Group A: controls; Group B: spontaneous clearance subjects; Group C: persistent infection patients. Group (B + C): HCV-infected individuals.
aThe P value, OR and 95% CIs of group (B + C) versus Group A were calculated on the basis of the binary logistic regression model, adjusted by gender, age and routes of infection in dominant model (GG versus [GA + AA] for rs11820062).
Bold type indicates statistically significant results.
Association between NF-κB polymorphisms and spontaneous clearance of HCV infection
No association was observed between the four SNPs (rs1056890, rs11820062, rs230530 and rs3774963) and spontaneous clearance of HCV in our logistic regression analysis (all P > 0.003, Table 2), or using additive, dominant, recessive models (all P > 0.003, Table 2).
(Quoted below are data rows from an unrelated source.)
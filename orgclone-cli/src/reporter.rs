//! Console output for a run and the interactive continue prompt

use std::io::{self, BufRead, Write};
use std::path::Path;

use orgclone_core::{
    CloneFailure, CloneOutcome, Confirm, Exclusion, RepositoryDescriptor, RunObserver, RunSummary,
    SshAgentStatus,
};

/// Prints progress and the final summary to stdout
#[derive(Debug, Clone, Copy)]
pub struct ConsoleReporter {
    no_emoji: bool,
}

impl ConsoleReporter {
    /// Reporter that prints ASCII markers when `no_emoji` is set
    pub fn new(no_emoji: bool) -> Self {
        Self { no_emoji }
    }

    fn icon<'a>(&self, emoji_char: &'a str, ascii_alt: &'a str) -> &'a str {
        emoji(self.no_emoji, emoji_char, ascii_alt)
    }
}

impl RunObserver for ConsoleReporter {
    fn target_dir(&self, path: &Path) {
        println!("Cloning repositories to: {}", path.display());
    }

    fn ssh_agent(&self, status: SshAgentStatus) {
        println!();
        println!("Checking SSH configuration...");
        if status.is_ready() {
            println!("{} {}", self.icon("✅", "[OK]"), status);
        } else {
            println!("{}  {}", self.icon("⚠️", "[WARN]"), status);
            println!("Warning: SSH issues detected. Consider using HTTPS instead or fix SSH setup.");
        }
    }

    fn listing_started(&self, org: &str) {
        println!();
        println!("Fetching repositories for organization: {}", org);
    }

    fn page_started(&self, _org: &str, page: u32) {
        println!("Fetching page {}...", page);
    }

    fn page_fetched(&self, _org: &str, page: u32, count: usize) {
        println!("Found {} repositories on page {}", count, page);
    }

    fn listed(&self, org: &str, count: usize) {
        println!("Total repositories found for {}: {}", org, count);
    }

    fn excluded(&self, repo: &RepositoryDescriptor, reason: Exclusion) {
        println!("Skipping {}: {}", reason, repo.name);
    }

    fn planned(&self, count: usize) {
        println!();
        println!("Will clone {} repositories", count);
    }

    fn clone_started(&self, index: usize, total: usize, repo: &RepositoryDescriptor) {
        println!();
        println!("[{}/{}] {} Cloning {}...", index, total, self.icon("📦", "[..]"), repo.name);
    }

    fn clone_finished(&self, repo: &RepositoryDescriptor, outcome: &CloneOutcome) {
        match outcome {
            CloneOutcome::Cloned => {
                println!("{} Successfully cloned {}", self.icon("✅", "[OK]"), repo.name);
            }
            CloneOutcome::AlreadyExists => {
                println!(
                    "{}  {} already exists, skipping...",
                    self.icon("⚠️", "[SKIP]"),
                    repo.name
                );
            }
            CloneOutcome::Failed(CloneFailure::ClientMissing { .. }) => {
                println!("{} Git is not installed or not in PATH", self.icon("❌", "[FAIL]"));
            }
            CloneOutcome::Failed(failure) => {
                println!(
                    "{} Failed to clone {}: {}",
                    self.icon("❌", "[FAIL]"),
                    repo.name,
                    failure
                );
            }
        }
    }

    fn finished(&self, summary: &RunSummary) {
        let rule = "=".repeat(50);
        println!();
        println!("{}", rule);
        println!("SUMMARY");
        println!("{}", rule);
        println!("Total repositories: {}", summary.total);
        println!("Successfully cloned: {}", summary.cloned);
        println!("Already present: {}", summary.already_present);
        println!("Failed: {}", summary.failed);
        println!();

        if summary.all_succeeded() {
            println!("{} All repositories cloned successfully!", self.icon("🎉", "[DONE]"));
        } else {
            println!(
                "{}  {} repositories failed to clone. Check the output above for details.",
                self.icon("⚠️", "[WARN]"),
                summary.failed
            );
        }
    }
}

/// Asks on stdin; anything but `y`/`yes` (or EOF) declines
#[derive(Debug, Default, Clone, Copy)]
pub struct StdinConfirm;

impl Confirm for StdinConfirm {
    fn confirm(&self, question: &str) -> bool {
        print!("{} (y/n): ", question);
        if io::stdout().flush().is_err() {
            return false;
        }

        let mut answer = String::new();
        match io::stdin().lock().read_line(&mut answer) {
            Ok(0) | Err(_) => false,
            Ok(_) => is_yes(&answer),
        }
    }
}

fn is_yes(answer: &str) -> bool {
    matches!(answer.trim().to_lowercase().as_str(), "y" | "yes")
}

fn emoji<'a>(no_emoji: bool, emoji_char: &'a str, ascii_alt: &'a str) -> &'a str {
    if no_emoji {
        ascii_alt
    } else {
        emoji_char
    }
}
In silico Analysis of SNPs function
Rs11820062 is located on intron 1 or near the 5′ end of the RelA gene (from two different mapping pipelines for rs11820062 on NCBI dbSNP: https://www.ncbi.nlm.nih.gov/snp/), which contains 11 exons and is mapped to chromosome 11q13.1. Using the SNPinfo web server, rs11820062 was predicted to have a TF binding site. Additionally, provided that this SNP is located near the 5′ end of RelA, the mutation in this region could also alter the binding of TF and transcriptional regulation. Therefore, the effect of this polymorphism site on the mRNA secondary structure was further analyzed using the RNAfold web server. The local structure changes are shown in Fig. 1. The minimum free energy of the centroid mRNA secondary structure (a structure with minimal base pair distance) for mutant T allele of rs11820062 (corresponded to A allele in this research, −27.70 kcal/mol) was lower than that of wild C allele (corresponded to G allele in this research, −22.50 kcal/mol).
Figure 1.
The influence of rs11820062 on mRNA centroid secondary structures of RelA near the 5′ end region. Changes in the local structure were illustrated by the RNAfold Web Server. The arrow indicates the position of the mutation (50 bases upstream and 50 bases downstream from the mutation). The minimum free energy of the mRNA centroid secondary structure (a structure with minimal base pair distance) for wild type and mutant rs11820062 were estimated to be −22.50 kcal/mol (Fig. 1: left figure) and −27.70 kcal/mol (Fig. 1: right figure), respectively. The wild-type and mutant-type sequences are listed below. Underline bold type indicates the overlapping nucleotide letter that are unreadable in figures. The framed type indicates the nucleotide difference between the wild and mutant allele. Wild-type sequence: CAGAGGGAAGCUGAAUCAGGGCCUGUUGUACUUUCUUAAGGAAAA
UGAGGGAGGGCACGCCCCACCUCCCUCCAGAGAGGAAACUGAAUC Mutant-type sequence: CAGAGGGAAGCUGAAUCAGGGCCUGUUGUACUUUCUUAAGGAAAA
UGAGGGAGGGCACGCCCCACCUCCCUCCAGAGAGGAAACUGAAUC.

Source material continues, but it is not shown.